Eating healthy and exercising has been a priority for her. She bikes up to 28 miles on a good day and participates in the summertime group rides every Thursday evening in the NewBo District.

But when Mcquiston’s active lifestyle was put on hold several months ago when symptoms of her heart complication manifested, she dreaded the thought of open heart surgery. The 51-year-old Cedar Rapids resident said she didn’t want a surgery scar on her chest, which she felt would indicate she hadn’t maintained a healthy lifestyle.

So when the opportunity to avoid open heart surgery presented itself, Mcquiston jumped at the chance — and became the first patient to do so within city limits.

About two months ago, a cardiology team at UnityPoint Health-St. Luke’s performed the first ever minimally invasive mitral valve repair surgery in Cedar Rapids.

The mitral valve is the entrance door to the main pumping chamber of the heart, said Dr. Richard Kettelkamp, an interventional and structural cardiologist at UnityPoint Health — Cardiology.

And when that valve is narrowed — like Mcquiston’s was — it blocks blood flow into the main chamber.

Previously, surgery for repairing a heart’s mitral valve — called a mitral valve commissurotomy — would have required a large incision and sawing open of the patient’s breastbone.

What was new for Mcquiston’s procedure was that it was minimally invasive, meaning it was performed through a small incision in the upper leg.

Kettelkamp, who performed the procedure with fellow cardiologist Dr. Georges Hajj, said the method is less invasive and safer than open heart surgery. The bigger the surgery, “the larger the risk is for other things happening to (that) you don’t want to have happen,” he said.

In addition, “it’s considerably easier to recover from,” Kettelkamp said.

Kettelkamp said mitral valve stenosis is typically caused by a bout of rheumatic fever when the patient was a young child, which is what happened to Mcquiston.

For her, the condition meant an extreme shortness of breath. She said she began to feel it at the end of August, during the Thursday night meetups at NewBo.

“By the end of the season last year, I couldn’t take a deep breath,” she said. “I couldn’t breathe.”

Soon, Mcquiston said she couldn’t go up a flight of stairs without difficulty inhaling. When she laid down flat on her back, it felt like she couldn’t draw a breath at all.

Mcquiston had previously dealt with the mitral valve stenosis that required the same minimally invasive procedure, which was done in September 2012 at the Mayo Clinic in Rochester, Minn. So when she felt the same symptoms, she knew something was wrong.

While it was a somewhat nerve-racking to be the first patient to receive the procedure in Cedar Rapids, she said the relief to breathe normally again is wonderful.
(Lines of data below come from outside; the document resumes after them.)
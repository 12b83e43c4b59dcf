// SPDX-FileCopyrightText: 2026 Burble Contributors
// SPDX-License-Identifier: MIT OR Apache-2.0

//! Configuration system for the Burble bot pipeline.
//!
//! Provides TOML configuration parsing with strict validation (`deny_unknown_fields`),
//! XDG file hierarchy lookup, environment variable overrides, and Elm-style diagnostic
//! error rendering with typo suggestions.
//!
//! # Usage
//!
//! ```no_run
//! use burble_config::load_and_validate;
//!
//! let config = load_and_validate().expect("config errors");
//! println!("debounce window: {}ms", config.buffer.debounce_timeout_ms);
//! ```

pub mod diagnostic;
pub mod loader;
pub mod model;
pub mod validation;

pub use diagnostic::{render_errors, ConfigError};
pub use loader::{load_config, load_config_from_path, load_config_from_str};
pub use model::BurbleConfig;

/// Load configuration from the XDG hierarchy and validate it.
///
/// This is the high-level entry point that:
/// 1. Loads config from TOML files + env vars via Figment
/// 2. On success: runs post-deserialization validation
/// 3. On Figment error: converts to rich miette diagnostics with typo suggestions
///
/// Returns either a valid `BurbleConfig` or a list of diagnostic errors.
pub fn load_and_validate() -> Result<BurbleConfig, Vec<ConfigError>> {
    match loader::load_config() {
        Ok(config) => {
            validation::validate_config(&config)?;
            Ok(config)
        }
        Err(err) => {
            // Read TOML source files for error source span information
            let toml_sources = collect_toml_sources();
            Err(diagnostic::figment_to_config_errors(err, &toml_sources))
        }
    }
}

/// Load configuration from a specific TOML string and validate it.
///
/// Useful for testing and explicit configuration.
pub fn load_and_validate_str(toml_content: &str) -> Result<BurbleConfig, Vec<ConfigError>> {
    match loader::load_config_from_str(toml_content) {
        Ok(config) => {
            validation::validate_config(&config)?;
            Ok(config)
        }
        Err(err) => {
            let sources = vec![("<inline>".to_string(), toml_content.to_string())];
            Err(diagnostic::figment_to_config_errors(err, &sources))
        }
    }
}

/// Collect TOML source file contents for error span resolution.
fn collect_toml_sources() -> Vec<(String, String)> {
    let mut sources = Vec::new();

    // Local config
    if let Ok(content) = std::fs::read_to_string("burble.toml") {
        let path = std::env::current_dir()
            .map(|d| d.join("burble.toml").display().to_string())
            .unwrap_or_else(|_| "burble.toml".to_string());
        sources.push((path, content));
    }

    // XDG user config
    if let Some(config_dir) = dirs::config_dir() {
        let path = config_dir.join("burble/burble.toml");
        if let Ok(content) = std::fs::read_to_string(&path) {
            sources.push((path.display().to_string(), content));
        }
    }

    // System config
    let system_path = std::path::Path::new("/etc/burble/burble.toml");
    if let Ok(content) = std::fs::read_to_string(system_path) {
        sources.push((system_path.display().to_string(), content));
    }

    sources
}
// SPDX-FileCopyrightText: 2026 Burble Contributors
// SPDX-License-Identifier: MIT OR Apache-2.0

//! Delayed message queue adapter trait.

use async_trait::async_trait;

use crate::error::BurbleError;
use crate::traits::adapter::PluginAdapter;
use crate::types::{Delivery, QueuedBatch};

/// Adapter for the delayed message queue carrying batches and flush-checks.
///
/// Delivery is at-least-once and not necessarily FIFO: a delivered entry
/// that is neither acked nor retried before its claim window expires comes
/// back. The queue substitutes for an in-process timer -- "wait" is always
/// expressed as a redelivery delay, never as a sleep in the consumer.
#[async_trait]
pub trait QueueAdapter: PluginAdapter {
    /// Enqueues a batch for delivery after `delay_seconds` (zero means
    /// deliver as soon as possible).
    async fn send(&self, batch: &QueuedBatch, delay_seconds: u32) -> Result<(), BurbleError>;

    /// Claims up to `max` due entries for processing.
    async fn receive(&self, max: usize) -> Result<Vec<Delivery>, BurbleError>;

    /// Acknowledges successful handling of a claimed entry.
    async fn ack(&self, id: i64) -> Result<(), BurbleError>;

    /// Returns a failed entry to the queue, redeliverable after
    /// `delay_seconds`. Counts toward the entry's attempt budget; backends
    /// may dead-letter entries that exhaust it instead of requeueing them.
    async fn retry(&self, id: i64, delay_seconds: u32) -> Result<(), BurbleError>;

    /// Returns a claimed entry to the queue without counting an attempt,
    /// redeliverable after `delay_seconds`. Used for contention backoff,
    /// where redelivery is expected behavior rather than a failure.
    async fn release(&self, id: i64, delay_seconds: u32) -> Result<(), BurbleError>;
}
// SPDX-FileCopyrightText: 2026 Burble Contributors
// SPDX-License-Identifier: MIT OR Apache-2.0

//! Burble - a conversational bot core with debounced buffering and ordered
//! batch delivery.
//!
//! This is the binary entry point for the Burble worker.

use clap::{Parser, Subcommand};

mod doctor;
mod serve;

/// Burble - a conversational bot core.
#[derive(Parser, Debug)]
#[command(name = "burble", version, about, long_about = None)]
struct Cli {
    #[command(subcommand)]
    command: Option<Commands>,
}

/// Available subcommands.
#[derive(Subcommand, Debug)]
enum Commands {
    /// Start the Burble worker (queue pump + line-based local ingest).
    Serve,
    /// Run diagnostic checks against the Burble environment.
    Doctor {
        /// Run additional intensive checks.
        #[arg(long)]
        deep: bool,
        /// Disable colored output.
        #[arg(long)]
        plain: bool,
    },
    /// Print the effective configuration as TOML.
    Config,
}

#[tokio::main]
async fn main() {
    let cli = Cli::parse();

    // Load and validate configuration at startup.
    let config = match burble_config::load_and_validate() {
        Ok(config) => config,
        Err(errors) => {
            burble_config::render_errors(&errors);
            std::process::exit(1);
        }
    };

    let result = match cli.command {
        Some(Commands::Serve) => serve::run_serve(config).await,
        Some(Commands::Doctor { deep, plain }) => doctor::run_doctor(&config, deep, plain).await,
        Some(Commands::Config) => {
            match toml::to_string_pretty(&config) {
                Ok(rendered) => {
                    println!("{rendered}");
                    Ok(())
                }
                Err(e) => Err(burble_core::BurbleError::Internal(e.to_string())),
            }
        }
        None => {
            println!("burble: use --help for available commands");
            Ok(())
        }
    };

    if let Err(e) = result {
        eprintln!("error: {e}");
        std::process::exit(1);
    }
}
“I take deep breaths still, just to make sure,” she said. “It’s a wonderful feeling and I’m so glad I did it.”

The mitral valve commissurotomy is the seventh new procedure in the past two years offered at St. Luke’s through the UnityPoint Health — Cedar Rapids Heart and Vascular Institute.

Formed in April 2015 when specialists from UnityPoint Health-St. Luke’s Hospital joined those at Physicians’ Clinic of Iowa, a goal of the institute was to offer clinical trials, new research and new technology to improve cardiovascular care.

“This is kind of new frontier for interventional cardiology,” Kettelkamp said.

Mcquiston will need to have the mitral valve in her heart replaced sometime within the next 10 years, but she’s still firm that she does not want a scar from an open heart surgery. Mcquiston said she’s hoping new technology will exist by the time she needs the procedure, “even if I’m the first to have that done.”